== Records shown ==
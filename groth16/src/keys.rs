use zkinfer_algebra::prelude::*;
use zkinfer_r1cs::Fingerprint;

/// Groth16 verification key, bound to one circuit.
#[derive(Debug, PartialEq, Eq, Serialize, Deserialize)]
#[serde(bound = "")]
pub struct VerifyingKey<P: Pairing> {
    pub(crate) fingerprint: Fingerprint,
    pub(crate) alpha_g1: P::G1,
    pub(crate) beta_g2: P::G2,
    pub(crate) gamma_g2: P::G2,
    pub(crate) delta_g2: P::G2,
    /// `(beta * u_i + alpha * v_i + w_i) / gamma` for the constant and public slots.
    pub(crate) gamma_abc_g1: Vec<P::G1>,
    /// `e(alpha, beta)`, precomputed.
    pub(crate) alpha_beta_gt: P::Gt,
}

impl<P: Pairing> Clone for VerifyingKey<P> {
    fn clone(&self) -> Self {
        Self {
            fingerprint: self.fingerprint,
            alpha_g1: self.alpha_g1.clone(),
            beta_g2: self.beta_g2.clone(),
            gamma_g2: self.gamma_g2.clone(),
            delta_g2: self.delta_g2.clone(),
            gamma_abc_g1: self.gamma_abc_g1.clone(),
            alpha_beta_gt: self.alpha_beta_gt.clone(),
        }
    }
}

impl<P: Pairing> VerifyingKey<P> {
    /// Return the fingerprint of the circuit the key was generated for.
    pub fn fingerprint(&self) -> Fingerprint {
        self.fingerprint
    }

    /// Return the number of public inputs the key expects.
    pub fn num_public(&self) -> usize {
        self.gamma_abc_g1.len().saturating_sub(1)
    }

    /// Return `alpha` in G1.
    pub fn alpha_g1(&self) -> &P::G1 {
        &self.alpha_g1
    }

    /// Return `beta` in G2.
    pub fn beta_g2(&self) -> &P::G2 {
        &self.beta_g2
    }

    /// Return `gamma` in G2.
    pub fn gamma_g2(&self) -> &P::G2 {
        &self.gamma_g2
    }

    /// Return `delta` in G2.
    pub fn delta_g2(&self) -> &P::G2 {
        &self.delta_g2
    }

    /// Return the input commitment bases, constant slot first.
    pub fn gamma_abc_g1(&self) -> &[P::G1] {
        &self.gamma_abc_g1
    }
}

/// Groth16 proving key, bound to one circuit.
#[derive(Clone, Debug, PartialEq, Eq, Serialize, Deserialize)]
#[serde(bound = "")]
pub struct ProvingKey<P: Pairing> {
    pub(crate) vk: VerifyingKey<P>,
    pub(crate) beta_g1: P::G1,
    pub(crate) delta_g1: P::G1,
    /// `u_i(tau)` for every variable.
    pub(crate) a_query: Vec<P::G1>,
    /// `v_i(tau)` in G1 for every variable.
    pub(crate) b_g1_query: Vec<P::G1>,
    /// `v_i(tau)` in G2 for every variable.
    pub(crate) b_g2_query: Vec<P::G2>,
    /// `tau^j * Z(tau) / delta`.
    pub(crate) h_query: Vec<P::G1>,
    /// `(beta * u_i + alpha * v_i + w_i) / delta` for the private slots.
    pub(crate) l_query: Vec<P::G1>,
}

impl<P: Pairing> ProvingKey<P> {
    /// Return the fingerprint of the circuit the key was generated for.
    pub fn fingerprint(&self) -> Fingerprint {
        self.vk.fingerprint
    }

    /// Borrow the matching verification key.
    pub fn verifying_key(&self) -> &VerifyingKey<P> {
        &self.vk
    }
}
===
◆ Your goal
All lines above that contain "constant" are required in the answer.

◆ Problem solution
    /// `(beta * u_i + alpha * v_i + w_i) / gamma` for the constant and public slots.
    /// Return the input commitment bases, constant slot first.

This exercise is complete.